- Your task: Check each line below for the word "blips", and copy those that have it.

____ Source material

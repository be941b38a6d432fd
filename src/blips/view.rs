// View deriver - the filtered, sorted, paginated table of markers
//
// Order matters: filter first, then sort, then cut the page. The page index
// the caller asked for is clamped against the filtered row count, so a
// delete or a narrower search never strands the table on an empty page.

use super::model::MarkerRecord;
use super::reconciler::BlipCollection;
use serde::{Deserialize, Serialize};
use std::cmp::Ordering;

/// Rows per page
pub const PAGE_SIZE: usize = 8;

/// Columns that can be sorted
#[derive(Debug, Clone, Copy, PartialEq, Eq, Serialize, Deserialize)]
#[serde(rename_all = "lowercase")]
pub enum SortColumn {
    Id,
    Name,
    Zone,
}

#[derive(Debug, Clone, Copy, PartialEq, Eq, Serialize, Deserialize)]
#[serde(rename_all = "lowercase")]
pub enum SortDirection {
    Asc,
    Desc,
}

/// At most one sorted column
#[derive(Debug, Clone, Copy, Default, PartialEq, Eq, Serialize)]
pub struct SortState {
    active: Option<(SortColumn, SortDirection)>,
}

impl SortState {
    pub fn unsorted() -> Self {
        Self::default()
    }

    pub fn by(column: SortColumn, direction: SortDirection) -> Self {
        Self {
            active: Some((column, direction)),
        }
    }

    pub fn active(&self) -> Option<(SortColumn, SortDirection)> {
        self.active
    }

    /// Direction shown for a column header, `None` when it is not sorted
    pub fn direction_of(&self, column: SortColumn) -> Option<SortDirection> {
        match self.active {
            Some((c, direction)) if c == column => Some(direction),
            _ => None,
        }
    }

    /// Header click: none -> asc -> desc -> none on the same column,
    /// a different column starts over at asc
    pub fn toggle(&mut self, column: SortColumn) {
        self.active = match self.active {
            Some((c, SortDirection::Asc)) if c == column => Some((column, SortDirection::Desc)),
            Some((c, SortDirection::Desc)) if c == column => None,
            _ => Some((column, SortDirection::Asc)),
        };
    }
}

/// Everything the table projection depends on besides the collection
#[derive(Debug, Clone, Default, PartialEq)]
pub struct ViewQuery {
    /// Effective (already debounced) search text
    pub search_text: String,
    pub sort: SortState,
    pub page_index: usize,
}

/// One rendered page of the table
#[derive(Debug, Clone, PartialEq, Serialize)]
pub struct BlipView {
    pub rows: Vec<MarkerRecord>,
    pub total_pages: usize,
    /// Page actually shown, after clamping
    pub page_index: usize,
    /// Rows matching the filter across all pages
    pub total_rows: usize,
}

/// Number of pages for a row count; zero rows means zero pages
pub fn page_count(rows: usize) -> usize {
    rows.div_ceil(PAGE_SIZE)
}

/// Clamp a page index into `[0, total_pages - 1]` (or 0 when there are no pages)
pub fn clamp_page(page_index: usize, total_pages: usize) -> usize {
    page_index.min(total_pages.saturating_sub(1))
}

/// Case-insensitive substring match on name and zone; ids are not searched
pub fn matches_search(record: &MarkerRecord, needle_lower: &str) -> bool {
    if needle_lower.is_empty() {
        return true;
    }
    let name_hit = record
        .name
        .as_deref()
        .is_some_and(|name| name.to_lowercase().contains(needle_lower));
    name_hit || record.zone_label.to_lowercase().contains(needle_lower)
}

fn compare_text(a: Option<&str>, b: Option<&str>) -> Ordering {
    match (a, b) {
        (Some(a), Some(b)) => a.to_lowercase().cmp(&b.to_lowercase()).then_with(|| a.cmp(b)),
        (None, Some(_)) => Ordering::Less,
        (Some(_), None) => Ordering::Greater,
        (None, None) => Ordering::Equal,
    }
}

fn compare_by(column: SortColumn, a: &MarkerRecord, b: &MarkerRecord) -> Ordering {
    match column {
        SortColumn::Id => a.id.cmp(&b.id),
        SortColumn::Name => compare_text(a.name.as_deref(), b.name.as_deref()),
        SortColumn::Zone => compare_text(Some(&a.zone_label), Some(&b.zone_label)),
    }
}

/// Filter, then stable-sort, then paginate
pub fn derive(collection: &BlipCollection, query: &ViewQuery) -> BlipView {
    let needle = query.search_text.to_lowercase();
    let mut rows: Vec<&MarkerRecord> = collection
        .iter()
        .filter(|record| matches_search(record, &needle))
        .collect();

    if let Some((column, direction)) = query.sort.active() {
        // sort_by is stable, so equal keys keep collection order in both directions
        rows.sort_by(|a, b| {
            let ordering = compare_by(column, a, b);
            match direction {
                SortDirection::Asc => ordering,
                SortDirection::Desc => ordering.reverse(),
            }
        });
    }

    let total_rows = rows.len();
    let total_pages = page_count(total_rows);
    let page_index = clamp_page(query.page_index, total_pages);

    let rows = rows
        .into_iter()
        .skip(page_index * PAGE_SIZE)
        .take(PAGE_SIZE)
        .cloned()
        .collect();

    BlipView {
        rows,
        total_pages,
        page_index,
        total_rows,
    }
}

#[cfg(test)]
mod tests {
    use super::*;

    fn record(id: i64, name: Option<&str>, zone: &str) -> MarkerRecord {
        let mut record = MarkerRecord::new(id, zone);
        record.name = name.map(str::to_owned);
        record
    }

    fn numbered(count: i64) -> BlipCollection {
        BlipCollection::from_records(
            (0..count).map(|i| record(i, Some(&format!("Blip {}", i)), "Downtown")),
        )
    }

    fn ids(view: &BlipView) -> Vec<i64> {
        view.rows.iter().map(|r| r.id).collect()
    }

    #[test]
    fn test_search_is_case_insensitive_over_name_and_zone() {
        let collection = BlipCollection::from_records(vec![
            record(1, Some("Mission Row"), "Downtown"),
            record(2, Some("Bank"), "Pillbox"),
        ]);

        for text in ["miss", "MISS", "Miss"] {
            let query = ViewQuery {
                search_text: text.to_string(),
                ..Default::default()
            };
            assert_eq!(ids(&derive(&collection, &query)), vec![1]);
        }

        let zone_query = ViewQuery {
            search_text: "pill".to_string(),
            ..Default::default()
        };
        assert_eq!(ids(&derive(&collection, &zone_query)), vec![2]);

        assert_eq!(ids(&derive(&collection, &ViewQuery::default())), vec![1, 2]);
    }

    #[test]
    fn test_search_does_not_match_ids() {
        let collection = BlipCollection::from_records(vec![record(42, Some("Bank"), "Pillbox")]);
        let query = ViewQuery {
            search_text: "42".to_string(),
            ..Default::default()
        };
        assert!(derive(&collection, &query).rows.is_empty());
    }

    #[test]
    fn test_pagination_of_seventeen_rows() {
        let collection = numbered(17);
        let query = ViewQuery {
            page_index: 2,
            ..Default::default()
        };
        let view = derive(&collection, &query);
        assert_eq!(view.total_pages, 3);
        assert_eq!(view.page_index, 2);
        assert_eq!(ids(&view), vec![16]);

        let first = derive(&collection, &ViewQuery::default());
        assert_eq!(first.rows.len(), PAGE_SIZE);
    }

    #[test]
    fn test_out_of_range_page_is_clamped() {
        let collection = numbered(9);
        let query = ViewQuery {
            page_index: 5,
            ..Default::default()
        };
        let view = derive(&collection, &query);
        assert_eq!(view.page_index, 1);
        assert_eq!(ids(&view), vec![8]);
    }

    #[test]
    fn test_empty_collection_has_no_pages() {
        let view = derive(&BlipCollection::new(), &ViewQuery::default());
        assert_eq!(view.total_pages, 0);
        assert_eq!(view.page_index, 0);
        assert!(view.rows.is_empty());
    }

    #[test]
    fn test_sort_toggle_cycles_back_to_insertion_order() {
        let collection = BlipCollection::from_records(vec![
            record(1, Some("Charlie"), "b"),
            record(2, Some("alpha"), "c"),
            record(3, Some("Bravo"), "a"),
        ]);
        let mut query = ViewQuery::default();
        let original = ids(&derive(&collection, &query));

        query.sort.toggle(SortColumn::Name);
        assert_eq!(query.sort.direction_of(SortColumn::Name), Some(SortDirection::Asc));
        assert_eq!(ids(&derive(&collection, &query)), vec![2, 3, 1]);

        query.sort.toggle(SortColumn::Name);
        assert_eq!(ids(&derive(&collection, &query)), vec![1, 3, 2]);

        query.sort.toggle(SortColumn::Name);
        assert_eq!(query.sort.active(), None);
        assert_eq!(ids(&derive(&collection, &query)), original);
    }

    #[test]
    fn test_switching_columns_starts_ascending() {
        let mut sort = SortState::by(SortColumn::Name, SortDirection::Desc);
        sort.toggle(SortColumn::Zone);
        assert_eq!(sort.active(), Some((SortColumn::Zone, SortDirection::Asc)));
        assert_eq!(sort.direction_of(SortColumn::Name), None);
    }

    #[test]
    fn test_sort_is_stable_for_equal_keys() {
        let collection = BlipCollection::from_records(vec![
            record(5, Some("x"), "Same"),
            record(1, Some("y"), "Same"),
            record(3, Some("z"), "Same"),
        ]);
        let desc = ViewQuery {
            sort: SortState::by(SortColumn::Zone, SortDirection::Desc),
            ..Default::default()
        };
        assert_eq!(ids(&derive(&collection, &desc)), vec![5, 1, 3]);
    }

    #[test]
    fn test_missing_names_sort_first() {
        let collection = BlipCollection::from_records(vec![
            record(1, Some("Bank"), "z"),
            record(2, None, "z"),
        ]);
        let query = ViewQuery {
            sort: SortState::by(SortColumn::Name, SortDirection::Asc),
            ..Default::default()
        };
        assert_eq!(ids(&derive(&collection, &query)), vec![2, 1]);
    }

    #[test]
    fn test_sort_applies_before_pagination() {
        let collection = numbered(10);
        let query = ViewQuery {
            sort: SortState::by(SortColumn::Id, SortDirection::Desc),
            page_index: 0,
            ..Default::default()
        };
        let view = derive(&collection, &query);
        assert_eq!(ids(&view), vec![9, 8, 7, 6, 5, 4, 3, 2]);
    }
}
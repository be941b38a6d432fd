//! blipdesk - control panel core for host-managed map markers
//!
//! The host (a game-server resource) owns the marker records and pushes
//! them to the panel; the panel mirrors them, lets an operator browse and
//! edit, and sends requests back. Nothing here writes marker data itself.
//!
//! - [`blips`]: records, drafts, reconciliation, table projection
//! - [`panel`]: the state owner both sides talk to
//! - [`events`]: host wire protocol
//! - [`bridge`]: stdin/stdout runtime around a panel

pub mod blips;
pub mod bridge;
pub mod config;
pub mod demo;
pub mod events;
pub mod export;
pub mod logging;
pub mod panel;
pub mod validation;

________

- Written reply:
filename src/blips/view.rs
//! - [`blips`]: records, drafts, reconciliation, table projection
pub mod blips;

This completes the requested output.